Hurray! Another funny book! I love Helen Fielding, love love love. Her style is so unique, and Bridget Jones is such a great character. The movies, though equally entertaining and ultimately warm-fuzzy-inducing, are completely different from the books which basically amounts (for me, at least) to a double dose of awesome Bridgetness! It’s like the Sookie Stackhouse books and “Trueblood,” two works of serial entertainment that are similar enough to be connected but otherwise inhabit their own separate spheres. However, Bridget Jones is not really anything like the Sookie Stackhouse novels, other than the obvious fact that both are about blond women and are humorous.

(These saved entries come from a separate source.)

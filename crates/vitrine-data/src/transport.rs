//! Outbound HTTP seam.

use async_trait::async_trait;
use http::StatusCode;

use crate::client::FetchError;

/// A completed HTTP response.
#[derive(Debug, Clone)]
pub struct HttpResponse {
    pub status: StatusCode,
    pub body: Vec<u8>,
}

impl HttpResponse {
    pub fn new(status: StatusCode, body: impl Into<Vec<u8>>) -> Self {
        Self {
            status,
            body: body.into(),
        }
    }

    /// 200 with the given body.
    pub fn ok(body: impl Into<Vec<u8>>) -> Self {
        Self::new(StatusCode::OK, body)
    }
}

/// Issues plain GET requests: no auth, no body, no custom headers.
///
/// Futures are not required to be `Send`; the Spin host runs a
/// single-threaded executor.
#[async_trait(?Send)]
pub trait Transport {
    async fn get(&self, url: &str) -> Result<HttpResponse, FetchError>;
}

#[async_trait(?Send)]
impl<T: Transport + ?Sized> Transport for &T {
    async fn get(&self, url: &str) -> Result<HttpResponse, FetchError> {
        (**self).get(url).await
    }
}

/// Transport backed by the Spin outbound HTTP host API.
#[cfg(feature = "spin")]
#[derive(Debug, Clone, Copy, Default)]
pub struct SpinTransport;

#[cfg(feature = "spin")]
#[async_trait(?Send)]
impl Transport for SpinTransport {
    async fn get(&self, url: &str) -> Result<HttpResponse, FetchError> {
        let req = spin_sdk::http::Request::get(url).build();
        let resp: spin_sdk::http::Response = spin_sdk::http::send(req)
            .await
            .map_err(|e| FetchError::Connection(e.to_string()))?;

        let status = StatusCode::from_u16(*resp.status())
            .map_err(|e| FetchError::Request(e.to_string()))?;

        Ok(HttpResponse::new(status, resp.body().to_vec()))
    }
}
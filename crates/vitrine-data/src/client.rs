//! Single-shot JSON fetch client.

use serde::de::DeserializeOwned;

use crate::cache_bust::cache_busted;
use crate::clock::{Clock, SystemClock};
use crate::transport::Transport;

/// Error type for fetch operations.
#[derive(Debug, thiserror::Error)]
pub enum FetchError {
    #[error("HTTP error: {status} for {url}")]
    Http { status: u16, url: String },

    #[error("Connection error: {0}")]
    Connection(String),

    #[error("Deserialization error: {0}")]
    Deserialization(String),

    #[error("Request error: {0}")]
    Request(String),
}

/// Coarse failure taxonomy of a fetch.
#[derive(Debug, Clone, Copy, PartialEq, Eq)]
pub enum FailureKind {
    /// The request never produced a response.
    Transport,
    /// A response arrived with a non-success status.
    Status,
    /// The body could not be decoded.
    Body,
}

impl FetchError {
    pub fn kind(&self) -> FailureKind {
        match self {
            Self::Connection(_) | Self::Request(_) => FailureKind::Transport,
            Self::Http { .. } => FailureKind::Status,
            Self::Deserialization(_) => FailureKind::Body,
        }
    }
}

impl FailureKind {
    pub fn name(&self) -> &'static str {
        match self {
            Self::Transport => "transport",
            Self::Status => "status",
            Self::Body => "body",
        }
    }
}

/// Fetches JSON documents with a cache-busting timestamp.
///
/// One request per call. No retry, no timeout.
pub struct FetchClient<T, C = SystemClock> {
    transport: T,
    clock: C,
    cache_bust_param: String,
}

impl<T: Transport> FetchClient<T, SystemClock> {
    /// Create a client on the wall clock.
    pub fn new(transport: T) -> Self {
        Self::with_clock(transport, SystemClock)
    }
}

impl<T: Transport, C: Clock> FetchClient<T, C> {
    pub fn with_clock(transport: T, clock: C) -> Self {
        Self {
            transport,
            clock,
            cache_bust_param: "t".to_string(),
        }
    }

    /// Set the query parameter that carries the timestamp.
    pub fn with_cache_bust_param(mut self, param: impl Into<String>) -> Self {
        self.cache_bust_param = param.into();
        self
    }

    /// The URL that would be requested for `url` right now.
    pub fn request_url(&self, url: &str) -> String {
        cache_busted(url, &self.cache_bust_param, self.clock.now_millis())
    }

    /// GET `url` (cache-busted) and decode the body as `D`.
    pub async fn fetch_json<D: DeserializeOwned>(&self, url: &str) -> Result<D, FetchError> {
        let request_url = self.request_url(url);
        let resp = self.transport.get(&request_url).await?;

        if !resp.status.is_success() {
            return Err(FetchError::Http {
                status: resp.status.as_u16(),
                url: request_url,
            });
        }

        serde_json::from_slice(&resp.body).map_err(|e| FetchError::Deserialization(e.to_string()))
    }

    pub fn transport(&self) -> &T {
        &self.transport
    }
}
//! Client-side behavior emitted with the page.

use vitrine_core::TiltSettings;

/// Attach pointer tilt listeners to every element matching `selector`.
///
/// Same geometry as [`crate::Tilt`].
pub fn tilt_script(settings: &TiltSettings, selector: &str) -> String {
    format!(
        r#"<script>
(function () {{
    document.querySelectorAll({selector}).forEach(function (card) {{
        card.addEventListener('mousemove', function (e) {{
            var rect = card.getBoundingClientRect();
            var rotateX = ((e.clientY - rect.top) - rect.height / 2) / {divisor};
            var rotateY = (rect.width / 2 - (e.clientX - rect.left)) / {divisor};
            card.style.transform = 'perspective({perspective}px) rotateX(' + rotateX + 'deg) rotateY(' + rotateY + 'deg) translateY(-{lift}px)';
        }});
        card.addEventListener('mouseleave', function () {{
            card.style.transform = 'perspective({perspective}px) rotateX(0) rotateY(0) translateY(0)';
        }});
    }});
}})();
</script>"#,
        selector = js_string(selector),
        divisor = settings.divisor,
        perspective = settings.perspective_px,
        lift = settings.lift_px,
    )
}

/// `value` as a JavaScript string literal that is safe inside a `<script>` element.
fn js_string(value: &str) -> String {
    serde_json::Value::from(value).to_string().replace("</", "<\\/")
}

/// Mobile navigation open/close.
pub fn navigation_script() -> &'static str {
    r#"<script>
(function () {
    var menu = document.getElementById('nav-menu');
    var open = document.getElementById('nav-toggle');
    var close = document.getElementById('nav-close');
    if (!menu) return;
    function setOpen(isOpen) {
        menu.classList.toggle('active', isOpen);
        document.body.style.overflow = isOpen ? 'hidden' : 'auto';
    }
    if (open) open.addEventListener('click', function () { setOpen(true); });
    if (close) close.addEventListener('click', function () { setOpen(false); });
    document.querySelectorAll('.nav-link').forEach(function (link) {
        link.addEventListener('click', function () { setOpen(false); });
    });
})();
</script>"#
}

/// Hide the preloader `delay_ms` after the window load event.
pub fn preloader_script(delay_ms: u32) -> String {
    format!(
        r#"<script>
window.addEventListener('load', function () {{
    setTimeout(function () {{
        var preloader = document.getElementById('preloader');
        if (preloader) preloader.classList.add('hidden');
    }}, {delay_ms});
}});
</script>"#,
        delay_ms = delay_ms
    )
}

#[cfg(test)]
mod tests {
    use super::*;

    #[test]
    fn test_tilt_script_uses_settings() {
        let settings = TiltSettings {
            perspective_px: 800.0,
            divisor: 25.0,
            lift_px: 4.0,
        };
        let script = tilt_script(&settings, ".category-card");
        assert!(script.contains(r#"querySelectorAll(".category-card")"#));
        assert!(script.contains("/ 25;"));
        assert!(script.contains("perspective(800px)"));
        assert!(script.contains("translateY(-4px)"));
    }

    #[test]
    fn test_tilt_selector_is_a_js_string() {
        let script = tilt_script(&TiltSettings::default(), "a\u{7}\"b</script>");
        assert!(script.contains(r#"querySelectorAll("a\u0007\"b<\/script>")"#));
        assert_eq!(script.matches("</script>").count(), 1);
        assert!(!script.contains("\\u{"));
    }

    #[test]
    fn test_preloader_delay() {
        assert!(preloader_script(1000).contains("}, 1000);"));
    }
}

The sequel to Bridget Jones’s Diary, Bridget Jones: Edge of Reason is just as delightful as the first novel, but with a bit more serious undertones. Bridget and Mark Darcy are a couple, and Bridget is happier than she has ever been except for the intrusions of the bitchy and conniving Rebecca Gillis, who tries to make Mark break up with Bridget at go out with her. Bridget gets super insecure and the couple break up, then tries to make over her life so that she can learn to be fulfilled without a man in her life… because, surely, that is when she will find true love and have a man in her life. The whole book is like holding a mirror up to the attitude of single women today. Girls and young women feel this desperate need to be a part of a couple, and if they do decide they are fine on their own it is part of a plan to make themselves more desirable to men.

Bridget Jones embodies so many of the feminine rituals I don’t particularly enjoy participating in; at one point she draws a hilarious portrait of what she expects she would look like were she to “allow her body to revert back to nature,” and go without the regular shaving, waxing, plucking, straightening, tanning, polishing, whitening, painting, dieting, exercising etc. Bridget also obsessively reads self-help books to improve her love life, and in the end discovers that the various labyrinthine rules and guidelines supplied by such works as Men Are From Mars, Women are From Venus are what contributed to the end of her relationship in the first place.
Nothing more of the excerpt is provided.